Não se compreende porque é que parte destas equipas, às quais nós fazemos parte, vão estar vacinadas e vão sendo vacinadas e nós não.
José Diogo Soares
Também Jorge Pedrosa considera que os estudantes de medicina e de enfermagem deviam ter algum grau de prioridade. “Admito que não pudessem ser ao mesmo tempo que os profissionais de saúde, mas eu penso que logo a seguir faz todo o sentido que também tivessem prioridade. Não queremos afastar os estudantes dos seus locais de formação e de aprendizagem”, refere.
José Diogo Soares não consegue apresentar uma justificação concreta para esta decisão. No entanto, acha que isto pode acontecer devido aos estudantes de medicina, tal como outros estudantes na área de saúde, tenderem a ser “um bocadinho desvalorizados”. Posteriormente, refere que a urgência na equiparação dependerá do contacto que cada universidade estabelece com os hospitais.
Vacinação: um dever social
Segundo o SNS, a vacinação contra a Covid-19 é universal, gratuita e facultativa. Perante o panorama pandémico vivido, a população tem revelado algumas dúvidas sobre o seu caráter voluntário.

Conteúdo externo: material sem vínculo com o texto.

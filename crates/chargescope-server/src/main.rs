use anyhow::Result;
use std::net::SocketAddr;
use std::sync::Arc;
use tokio::net::TcpListener;
use tracing::{error, info};

mod config;
mod params;
mod routes;

use chargescope_storage::{DatasetPaths, DatasetStore};
use config::Config;

#[tokio::main]
async fn main() -> Result<()> {
    let config = Config::load().unwrap_or_else(|e| {
        eprintln!("Warning: could not load config file: {}", e);
        eprintln!("Using default configuration");
        Config::default()
    });

    tracing_subscriber::fmt()
        .with_env_filter(
            tracing_subscriber::EnvFilter::try_from_default_env().unwrap_or_else(|_| {
                tracing_subscriber::EnvFilter::new(config.logging.level.to_lowercase())
            }),
        )
        .init();

    info!("Starting chargescope server v{}", env!("CARGO_PKG_VERSION"));
    info!("  Host: {}", config.server.host);
    info!("  Port: {}", config.server.port);
    info!("  Data dir: {}", config.data.dir.display());

    let store = Arc::new(DatasetStore::open(DatasetPaths::in_dir(&config.data.dir)));

    // Force the one-time load before accepting requests. The dashboard has
    // no degraded mode: without data there is nothing to serve.
    let dataset = match store.dataset() {
        Ok(dataset) => dataset,
        Err(e) => {
            error!("Failed to load dataset: {}", e);
            return Err(e.into());
        }
    };
    info!(
        "Loaded {} sessions across {} stations ({} events)",
        dataset.sessions.len(),
        dataset.stations.len(),
        dataset.events.len()
    );

    let addr: SocketAddr = format!("{}:{}", config.server.host, config.server.port).parse()?;
    let listener = TcpListener::bind(addr).await?;
    info!("Server listening on {}", addr);

    let app = routes::router(store);
    axum::serve(listener, app).await?;

    Ok(())
}
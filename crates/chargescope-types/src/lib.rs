//! Chargescope domain model
//!
//! Record and filter types shared by the storage and query crates.

pub mod filter;
pub mod record;

pub use filter::{ChargerFilter, FilterSelection, RegionFilter};
pub use record::{ChargerType, EventMarker, Session, Station};
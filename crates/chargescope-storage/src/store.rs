//! Process-wide dataset cache
//!
//! The backing files are read on the first `dataset()` call and never
//! again; every later call returns the same shared snapshot. The cache
//! slot is mutex-guarded so concurrent first requests in a server
//! deployment cannot race the file read.

use std::path::PathBuf;
use std::sync::Arc;

use parking_lot::Mutex;

use crate::{loader, Dataset, StorageError};

/// Locations of the three dataset files.
#[derive(Debug, Clone)]
pub struct DatasetPaths {
    pub sessions: PathBuf,
    pub stations: PathBuf,
    pub events: PathBuf,
}

impl DatasetPaths {
    /// Conventional layout: `sessions.csv`, `stations.csv`, and
    /// `events.csv` under one directory.
    pub fn in_dir(dir: impl Into<PathBuf>) -> Self {
        let dir = dir.into();
        DatasetPaths {
            sessions: dir.join("sessions.csv"),
            stations: dir.join("stations.csv"),
            events: dir.join("events.csv"),
        }
    }
}

enum Source {
    Disk(DatasetPaths),
    Memory(Arc<Dataset>),
}

/// The dataset store: load once, live until process exit, never
/// invalidated. Passed explicitly to whoever needs data so tests can
/// substitute a fixture without touching shared state.
pub struct DatasetStore {
    source: Source,
    cached: Mutex<Option<Arc<Dataset>>>,
}

impl DatasetStore {
    /// A store backed by files on disk. Nothing is read until the first
    /// `dataset()` call.
    pub fn open(paths: DatasetPaths) -> Self {
        DatasetStore { source: Source::Disk(paths), cached: Mutex::new(None) }
    }

    /// A store over an already-built dataset. Never touches disk; used by
    /// tests and fixtures.
    pub fn preloaded(dataset: Dataset) -> Self {
        DatasetStore { source: Source::Memory(Arc::new(dataset)), cached: Mutex::new(None) }
    }

    /// The loaded dataset. The first call on a disk-backed store performs
    /// the read; a failed load is not cached, so a later call will retry.
    pub fn dataset(&self) -> Result<Arc<Dataset>, StorageError> {
        match &self.source {
            Source::Memory(dataset) => Ok(Arc::clone(dataset)),
            Source::Disk(paths) => {
                let mut slot = self.cached.lock();
                if let Some(dataset) = slot.as_ref() {
                    return Ok(Arc::clone(dataset));
                }
                let dataset = Arc::new(loader::load_dataset(paths)?);
                *slot = Some(Arc::clone(&dataset));
                Ok(dataset)
            }
        }
    }
}
//! Per-station utilization rollup feeding the network map.

use std::collections::BTreeMap;

use chargescope_storage::Dataset;
use chargescope_types::Session;
use serde::Serialize;

use crate::stats;

#[derive(Debug, Clone, PartialEq, Serialize)]
pub struct UtilizationRow {
    pub station_id: String,
    pub station_name: String,
    pub lat: f64,
    pub lon: f64,
    pub sessions: u64,
    pub mean_wait: f64,
}

/// Session count and mean wait per station, joined with the station's
/// coordinates. Stations without sessions in the subset are omitted;
/// rows are ordered by station id.
pub fn utilization_rollup(dataset: &Dataset, subset: &[&Session]) -> Vec<UtilizationRow> {
    let mut groups: BTreeMap<&str, Vec<f64>> = BTreeMap::new();
    for session in subset {
        groups.entry(session.station_id.as_str()).or_default().push(session.wait_minutes);
    }

    groups
        .into_iter()
        .filter_map(|(station_id, waits)| {
            // The map needs coordinates; a session pointing at an unknown
            // station has nowhere to be drawn.
            let station = dataset.station(station_id)?;
            Some(UtilizationRow {
                station_id: station.station_id.clone(),
                station_name: station.name.clone(),
                lat: station.lat,
                lon: station.lon,
                sessions: waits.len() as u64,
                mean_wait: stats::mean(&waits),
            })
        })
        .collect()
}
//! Query-layer tests.


mod filter_tests;
mod rollup_tests;
//! Filter evaluation over the session table
//!
//! A selection is the conjunction of three predicates: date range,
//! charger type, and region. Zero matching rows is an empty subset, not
//! an error.

use chargescope_storage::Dataset;
use chargescope_types::{ChargerFilter, FilterSelection, RegionFilter, Session};

/// Rows matching every predicate of the selection, in dataset order.
pub fn filter_sessions<'a>(
    dataset: &'a Dataset,
    selection: &FilterSelection,
) -> Vec<&'a Session> {
    dataset.sessions.iter().filter(|s| matches(dataset, s, selection)).collect()
}

fn matches(dataset: &Dataset, session: &Session, selection: &FilterSelection) -> bool {
    if !selection.contains_day(session.day()) {
        return false;
    }
    if let ChargerFilter::Only(charger) = selection.charger {
        if session.charger_type != charger {
            return false;
        }
    }
    match &selection.regions {
        RegionFilter::All => true,
        // Region lives on the station side of the join. A session whose
        // station is unknown can never satisfy a region restriction.
        RegionFilter::Only(_) => dataset
            .station(&session.station_id)
            .is_some_and(|station| selection.regions.allows(&station.region)),
    }
}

O professor catedrático da Escola de Medicina da Universidade do Minho sublinha que esta discussão não faz sentido apenas na vacinação contra a Covid-19, mas para o uso das vacinas na sua generalidade. De qualquer das formas, sublinha que em Portugal as vacinas são recomendadas e não obrigatórias.
Sendo assim, o investigador aponta que, nesta questão, estão em confrontação “os princípios da autonomia individual das pessoas e das liberdades individuais e a consciência de que, sendo vacinado, o indivíduo não se protege apenas a si, mas ao grupo em que está inserido”. Desta forma, admite que “há uma certa responsabilidade social de se ser vacinado, porque não interferimos só na nossa saúde, como na saúde dos outros”.

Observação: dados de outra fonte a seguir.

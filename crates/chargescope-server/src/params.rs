//! Query-parameter handling for the view endpoints.
//!
//! The renderer sends the sidebar state as plain query parameters; this
//! module resolves them against the dataset into a typed
//! `FilterSelection`.

use chargescope_storage::Dataset;
use chargescope_types::{ChargerType, FilterSelection};
use chrono::NaiveDate;
use serde::Deserialize;

/// Raw filter parameters as they arrive on the query string.
#[derive(Debug, Clone, Default, Deserialize)]
pub struct FilterParams {
    pub start: Option<NaiveDate>,
    pub end: Option<NaiveDate>,
    /// Charger type label, or "any".
    pub charger: Option<String>,
    /// Comma-separated region labels, or "all".
    pub regions: Option<String>,
    /// Response format: "json" (default) or "csv".
    pub format: Option<String>,
}

#[derive(Debug, Clone, Copy, PartialEq, Eq)]
pub enum ResponseFormat {
    Json,
    Csv,
}

/// A parameter the renderer sent that cannot be resolved. Maps to a 400.
#[derive(Debug, Clone, PartialEq)]
pub struct BadParam(pub String);

impl std::fmt::Display for BadParam {
    fn fmt(&self, f: &mut std::fmt::Formatter<'_>) -> std::fmt::Result {
        f.write_str(&self.0)
    }
}

impl FilterParams {
    /// Resolve the raw parameters: missing dates default to the dataset's
    /// full span, "any"/"all" sentinels map to the open filter variants.
    pub fn selection(&self, dataset: &Dataset) -> Result<FilterSelection, BadParam> {
        let (span_start, span_end) =
            dataset.date_span().unwrap_or((NaiveDate::MIN, NaiveDate::MAX));
        let start = self.start.unwrap_or(span_start);
        let end = self.end.unwrap_or(span_end);
        if start > end {
            return Err(BadParam(format!("start {} is after end {}", start, end)));
        }

        let mut selection = FilterSelection::span(start, end);

        if let Some(raw) = &self.charger {
            if !raw.eq_ignore_ascii_case("any") {
                let charger = ChargerType::parse(raw)
                    .ok_or_else(|| BadParam(format!("unknown charger type '{}'", raw)))?;
                selection = selection.with_charger(charger);
            }
        }

        if let Some(raw) = &self.regions {
            if !raw.eq_ignore_ascii_case("all") {
                let labels = raw
                    .split(',')
                    .map(|label| label.trim().to_string())
                    .filter(|label| !label.is_empty());
                selection = selection.with_regions(labels);
            }
        }

        Ok(selection)
    }

    pub fn format(&self) -> Result<ResponseFormat, BadParam> {
        match self.format.as_deref() {
            None => Ok(ResponseFormat::Json),
            Some(f) if f.eq_ignore_ascii_case("json") => Ok(ResponseFormat::Json),
            Some(f) if f.eq_ignore_ascii_case("csv") => Ok(ResponseFormat::Csv),
            Some(other) => Err(BadParam(format!("unknown format '{}'", other))),
        }
    }
}
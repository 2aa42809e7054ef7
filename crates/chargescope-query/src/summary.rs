//! Headline metrics over the filtered subset.

use chargescope_types::Session;
use serde::Serialize;

/// The four numbers shown above every view.
#[derive(Debug, Clone, PartialEq, Serialize)]
pub struct MetricSummary {
    pub sessions: u64,
    pub mean_wait: f64,
    pub total_revenue: f64,
    pub mean_satisfaction: f64,
}

impl MetricSummary {
    pub fn empty() -> Self {
        MetricSummary { sessions: 0, mean_wait: 0.0, total_revenue: 0.0, mean_satisfaction: 0.0 }
    }
}

/// Summarize a subset. All-zero for an empty subset; never fails.
pub fn summarize(subset: &[&Session]) -> MetricSummary {
    if subset.is_empty() {
        return MetricSummary::empty();
    }
    let n = subset.len() as f64;
    MetricSummary {
        sessions: subset.len() as u64,
        mean_wait: subset.iter().map(|s| s.wait_minutes).sum::<f64>() / n,
        total_revenue: subset.iter().map(|s| s.revenue).sum(),
        mean_satisfaction: subset.iter().map(|s| s.satisfaction).sum::<f64>() / n,
    }
}
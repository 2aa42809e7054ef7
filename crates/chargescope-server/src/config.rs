use anyhow::Result;
use serde::{Deserialize, Serialize};
use std::fs;
use std::path::PathBuf;

/// Server configuration
#[derive(Debug, Clone, Serialize, Deserialize, Default)]
pub struct Config {
    #[serde(default)]
    pub server: ServerConfig,

    #[serde(default)]
    pub data: DataConfig,

    #[serde(default)]
    pub logging: LoggingConfig,
}

#[derive(Debug, Clone, Serialize, Deserialize)]
pub struct ServerConfig {
    /// Host to bind to (default: 127.0.0.1)
    pub host: String,
    /// Port to listen on (default: 8050)
    pub port: u16,
}

#[derive(Debug, Clone, Serialize, Deserialize)]
pub struct DataConfig {
    /// Directory holding sessions.csv, stations.csv, and events.csv
    pub dir: PathBuf,
}

#[derive(Debug, Clone, Serialize, Deserialize)]
pub struct LoggingConfig {
    /// Log level: trace, debug, info, warn, error
    pub level: String,
}

impl Default for ServerConfig {
    fn default() -> Self {
        ServerConfig { host: "127.0.0.1".to_string(), port: 8050 }
    }
}

impl Default for DataConfig {
    fn default() -> Self {
        DataConfig { dir: PathBuf::from("data") }
    }
}

impl Default for LoggingConfig {
    fn default() -> Self {
        LoggingConfig { level: "info".to_string() }
    }
}

impl Config {
    /// Load configuration from file.
    /// Searches for chargescope.toml in:
    /// 1. Current directory
    /// 2. $HOME/.config/chargescope/
    /// 3. /etc/chargescope/
    pub fn load() -> Result<Self> {
        let config_paths = vec![
            PathBuf::from("chargescope.toml"),
            dirs::config_dir()
                .map(|p| p.join("chargescope").join("chargescope.toml"))
                .unwrap_or_default(),
            PathBuf::from("/etc/chargescope/chargescope.toml"),
        ];

        for path in config_paths {
            if path.exists() {
                let contents = fs::read_to_string(&path)?;
                let config: Config = toml::from_str(&contents)?;
                return Ok(config);
            }
        }

        Err(anyhow::anyhow!("No configuration file found"))
    }
}
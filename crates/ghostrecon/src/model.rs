use crate::{Error, Result};
use serde::Serialize;
use serde_json::to_string_pretty;
use std::collections::{BTreeMap, HashSet};
use std::fs::File;
use std::io::Write;
use std::path::{Path, PathBuf};
use time::OffsetDateTime;

// region:        --- Processes

#[derive(Debug, Clone, PartialEq, Eq, Serialize)]
#[serde(tag = "state", rename_all = "snake_case")]
pub enum ProcessStatus {
    Success,
    Failed { code: Option<i32> },
    NotLaunched { reason: String },
}

impl ProcessStatus {
    pub fn is_success(&self) -> bool {
        matches!(self, ProcessStatus::Success)
    }
}

/// What a launched tool left behind. `output_path` is where the output is
/// expected, a file may or may not exist there.
#[derive(Debug, Clone, Serialize)]
pub struct ProcessOutcome {
    pub status: ProcessStatus,
    pub output_path: PathBuf,
}

// endregion:     --- Processes

// region:        --- Enumeration

/// Enumerator name -> outcome, built once every enumerator has terminated.
#[derive(Debug, Default, Serialize)]
pub struct EnumerationResult(BTreeMap<String, ProcessOutcome>);

impl EnumerationResult {
    pub fn get(&self, name: &str) -> Option<&ProcessOutcome> {
        self.0.get(name)
    }

    pub fn len(&self) -> usize {
        self.0.len()
    }

    pub fn is_empty(&self) -> bool {
        self.0.is_empty()
    }

    pub fn output_paths(&self) -> impl Iterator<Item = &Path> {
        self.0.values().map(|outcome| outcome.output_path.as_path())
    }

    pub fn iter(&self) -> impl Iterator<Item = (&String, &ProcessOutcome)> {
        self.0.iter()
    }
}

impl FromIterator<(String, ProcessOutcome)> for EnumerationResult {
    fn from_iter<I: IntoIterator<Item = (String, ProcessOutcome)>>(iter: I) -> Self {
        Self(iter.into_iter().collect())
    }
}

/// Deduplicated subdomains. Matching is exact: no case folding, no trailing
/// dot stripping.
#[derive(Debug, Default, Clone, PartialEq, Eq)]
pub struct CandidateSet(HashSet<String>);

impl CandidateSet {
    pub fn new() -> Self {
        Self::default()
    }

    /// Inserts every trimmed, non-empty line of `content`.
    pub fn insert_lines(&mut self, content: &str) -> usize {
        content
            .lines()
            .map(str::trim)
            .filter(|line| !line.is_empty())
            .filter(|line| self.0.insert(line.to_string()))
            .count()
    }

    pub fn contains(&self, subdomain: &str) -> bool {
        self.0.contains(subdomain)
    }

    pub fn len(&self) -> usize {
        self.0.len()
    }

    pub fn is_empty(&self) -> bool {
        self.0.is_empty()
    }

    /// Order is whatever the set yields, not sorted nor stable.
    pub fn into_vec(self) -> Vec<String> {
        self.0.into_iter().collect()
    }
}

// endregion:     --- Enumeration

// region:        --- Probing

#[derive(Debug, Clone, Copy, PartialEq, Eq, Serialize)]
#[serde(rename_all = "snake_case")]
pub enum ProbeOutcome {
    Live,
    Dead,
    NotFound,
}

/// How many buckets the prober sorts hosts into.
#[derive(Debug, Clone, Copy, Default, PartialEq, Eq, Serialize)]
#[serde(rename_all = "snake_case")]
pub enum Classification {
    /// Live / dead, a 404 counts as dead.
    Simple,
    /// Live / dead / 404.
    #[default]
    Extended,
}

impl Classification {
    pub fn classify(&self, status: u16) -> ProbeOutcome {
        match (status, self) {
            (200 | 301 | 302, _) => ProbeOutcome::Live,
            (404, Classification::Extended) => ProbeOutcome::NotFound,
            _ => ProbeOutcome::Dead,
        }
    }
}

#[derive(Debug, Default, Clone)]
pub struct OutcomeBuckets {
    pub live: Vec<String>,
    pub dead: Vec<String>,
    pub not_found: Vec<String>,
}

impl OutcomeBuckets {
    pub fn total(&self) -> usize {
        self.live.len() + self.dead.len() + self.not_found.len()
    }
}

// endregion:     --- Probing

// region:        --- Scan files

/// Every file a scan writes, all under one directory.
#[derive(Debug, Clone)]
pub struct ScanFiles {
    pub dir: PathBuf,
    pub cleaned: PathBuf,
    pub live: PathBuf,
    pub dead: PathBuf,
    pub not_found: PathBuf,
    pub screenshots: PathBuf,
    pub report: PathBuf,
}

impl ScanFiles {
    pub fn new(dir: &Path, domain: &str) -> Self {
        Self {
            dir: dir.to_path_buf(),
            cleaned: dir.join(format!("{}_cleaned_subdomains.txt", domain)),
            live: dir.join(format!("{}_live_subdomains.txt", domain)),
            dead: dir.join(format!("{}_dead_subdomains.txt", domain)),
            not_found: dir.join(format!("{}_404_subdomains.txt", domain)),
            screenshots: dir.join("screenshots"),
            report: dir.join(format!("{}_report.json", domain)),
        }
    }
}

// endregion:     --- Scan files

// region:        --- Report

#[derive(Debug, Serialize)]
pub struct ScanReport {
    pub target: String,
    #[serde(with = "time::serde::rfc3339")]
    pub started_at: OffsetDateTime,
    pub classification: Classification,
    pub enumerations: EnumerationResult,
    pub candidates: usize,
    pub live: usize,
    pub dead: usize,
    pub not_found: usize,
    pub files: Vec<PathBuf>,
}

// endregion:     --- Report

// region:        --- Exporting utils

/// Writes one entry per line. Any failure here loses a deliverable, so the
/// error carries the path.
pub fn write_lines(lines: &[String], path: &Path) -> Result<()> {
    let mut content = lines.join("\n");
    if !content.is_empty() {
        content.push('\n');
    }

    File::create(path)
        .and_then(|mut file| file.write_all(content.as_bytes()))
        .map_err(|source| Error::Persist {
            path: path.to_path_buf(),
            source,
        })
}

pub fn export_to_json(report: &ScanReport, path: &Path) -> Result<()> {
    let json = to_string_pretty(report)?;
    File::create(path)
        .and_then(|mut file| file.write_all(json.as_bytes()))
        .map_err(|source| Error::Persist {
            path: path.to_path_buf(),
            source,
        })
}

// endregion:     --- Exporting utils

Da mesma forma, José Diogo Soares reconhece que, “em termos de saúde pública, todos deveríamos ter a responsabilidade social e civil de sermos voluntários e de querermos tomar a vacina, mas o estado não deve ser autoritário e obrigar os cidadãos”.

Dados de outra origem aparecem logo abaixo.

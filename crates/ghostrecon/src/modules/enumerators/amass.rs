use super::EnumeratorModule;
use crate::{modules::Module, process::ProcessSpec};
use std::path::Path;

// region:        --- Module info

pub struct Amass {}

impl Amass {
    pub fn new() -> Self {
        Self {}
    }
}

impl Module for Amass {
    fn name(&self) -> String {
        "Amass".to_string()
    }
    fn description(&self) -> String {
        "OWASP Amass in passive mode".to_string()
    }
}

// endregion:     --- Module info

impl EnumeratorModule for Amass {
    fn program(&self) -> &'static str {
        "amass"
    }

    fn command(&self, domain: &str, output: &Path) -> ProcessSpec {
        ProcessSpec::new(self.program())
            .arg("enum")
            .arg("-passive")
            .arg("-d")
            .arg(domain)
            .arg("-o")
            .path_arg(output)
    }
}
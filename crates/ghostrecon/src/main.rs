mod config;
mod consolidate;
mod enumerate;
mod error;
mod model;
mod modules;
mod probe;
mod process;
mod scan;
mod utils;

pub use error::{Error, Result};

use config::{cli, prompt_target, validate_target, ScanConfig};
use scan::scan;
use std::io;
use std::time::{SystemTime, UNIX_EPOCH};
use tracing::{error, info};
use utils::{ensure_dir, log::init_tracing_subscriber};

fn main() -> Result<()> {
    let cli = cli().get_matches();

    match cli.subcommand() {
        Some(("modules", _)) => modules::display_all(),
        Some(("tools", _)) => modules::display_tools(),
        Some(("scan", args)) => {
            let target = match args.get_one::<String>("target") {
                Some(target) => validate_target(target)?,
                None => prompt_target(io::stdin().lock(), io::stdout())?,
            };
            let config = ScanConfig::from_args(args, &target)?;

            // create log filename
            let timestamp = SystemTime::now().duration_since(UNIX_EPOCH)?.as_secs();
            let filename = format!("{}", timestamp);

            // create output dir
            ensure_dir(&config.output_dir)?;
            init_tracing_subscriber(config.save_logs, &config.output_dir, &filename)?;

            // run the pipeline
            info!("Scanning {} (run_{})", target, timestamp);
            let report = scan(&target, &config)?;

            println!(
                "Scan of {} completed: {} subdomains, {} live, {} dead, {} not found. Results in {}",
                report.target,
                report.candidates,
                report.live,
                report.dead,
                report.not_found,
                config.output_dir.display()
            );
        }

        // fallback if a cmd is not handled (should not possible)
        _ => {
            error!("{:12} - Command not handled, exit program", "CLI ERROR");
            return Err(Error::CliUsage("Command not handled".into()));
        }
    }

    Ok(())
}
use crate::model::{ProcessOutcome, ProcessStatus};
use std::path::{Path, PathBuf};
use std::process::Stdio;
use tokio::process::Command;
use tracing::{debug, error, info, instrument, warn};

/// How to run an external tool.
#[derive(Debug, Clone, PartialEq, Eq)]
pub struct ProcessSpec {
    pub program: String,
    pub args: Vec<String>,
    /// The tool only prints its findings, stdout is written to the output path.
    pub capture_stdout: bool,
}

impl ProcessSpec {
    pub fn new(program: impl Into<String>) -> Self {
        Self {
            program: program.into(),
            args: Vec::new(),
            capture_stdout: false,
        }
    }

    pub fn arg(mut self, arg: impl Into<String>) -> Self {
        self.args.push(arg.into());
        self
    }

    pub fn path_arg(self, path: &Path) -> Self {
        let arg = path.to_string_lossy().into_owned();
        self.arg(arg)
    }

    pub fn capture_stdout(mut self) -> Self {
        self.capture_stdout = true;
        self
    }
}

/// Launches the process and waits for it to exit. Never fails: a launch error
/// or a non-zero exit is logged and reported in the outcome, and the expected
/// output path is returned either way.
#[instrument(name = "launch", level = "info", skip_all, fields(program = %spec.program))]
pub async fn launch(spec: &ProcessSpec, output_path: PathBuf) -> ProcessOutcome {
    info!("{:12} - {} {}", "LAUNCH", spec.program, spec.args.join(" "));

    let mut cmd = Command::new(&spec.program);
    cmd.args(&spec.args)
        .stdin(Stdio::null())
        .stderr(Stdio::null())
        .kill_on_drop(true);

    let status = if spec.capture_stdout {
        cmd.stdout(Stdio::piped());
        match cmd.output().await {
            Ok(output) => {
                if let Err(err) = tokio::fs::write(&output_path, &output.stdout).await {
                    error!(
                        "{}: error saving output to {}: {}",
                        spec.program,
                        output_path.display(),
                        err
                    );
                }
                Ok(output.status)
            }
            Err(err) => Err(err),
        }
    } else {
        cmd.stdout(Stdio::null());
        cmd.status().await
    };

    let status = match status {
        Ok(status) if status.success() => {
            debug!("{:12} - {}", "EXITED", status);
            ProcessStatus::Success
        }
        Ok(status) => {
            warn!("{}: exited with {}", spec.program, status);
            ProcessStatus::Failed {
                code: status.code(),
            }
        }
        Err(err) => {
            error!("{}: error launching: {}", spec.program, err);
            ProcessStatus::NotLaunched {
                reason: err.to_string(),
            }
        }
    };

    ProcessOutcome {
        status,
        output_path,
    }
}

Todos deveríamos ter a responsabilidade social e civil de sermos voluntários e de querermos tomar a vacina.
José Diogo Soares
Sendo assim, o antigo Presidente do NEMUM, explica que SNS corresponde a uma ferramenta que “está aqui para quem o precisar, mas não devemos impor obrigatoriedade sobre qualquer cuidado médico”. Posto isto, “qualquer paciente pode recusar um tratamento médico, pode recusar um fármaco que lhe seja receitado e acho que, de igual forma, aqui aplica-se o mesmo”.
Ambos os entrevistados acreditam que o jornalismo tem um papel fundamental na comunicação da ciência. Jorge Pedrosa chega a referir que “uma população mais informada é uma população que toma melhores decisões”. Além disso, alerta para a importância de se ter algum conhecimento científico e histórico.
“Se as pessoas conhecerem a História, percebem que esta pandemia da Covid-19 não é a primeira que existe na humanidade, já existiram muitas outras pandemias provocadas por vírus, bactérias e por outros agentes infeciosos. Hoje, estamos numa situação completamente distinta da que estávamos em relação às maiores pandemias que apareceram. A grande diferença é que temos um sistema científico muito mais evoluído e que consegue soluções muito melhores”, esclarece.
José Diogo Soares aponta ainda que este é também um processo de aprendizagem para o jornalismo. Para além disso, relembra que o “jornalismo não deve nem assustar, nem acalmar, o jornalista deve simplesmente informar e transmitir aquilo que são factos, aquilo que são as notícias”. Desta forma, deixa esse papel para os políticos, que devem “acalmar quando a população está assustada e assustar quando a população está demasiado calma”.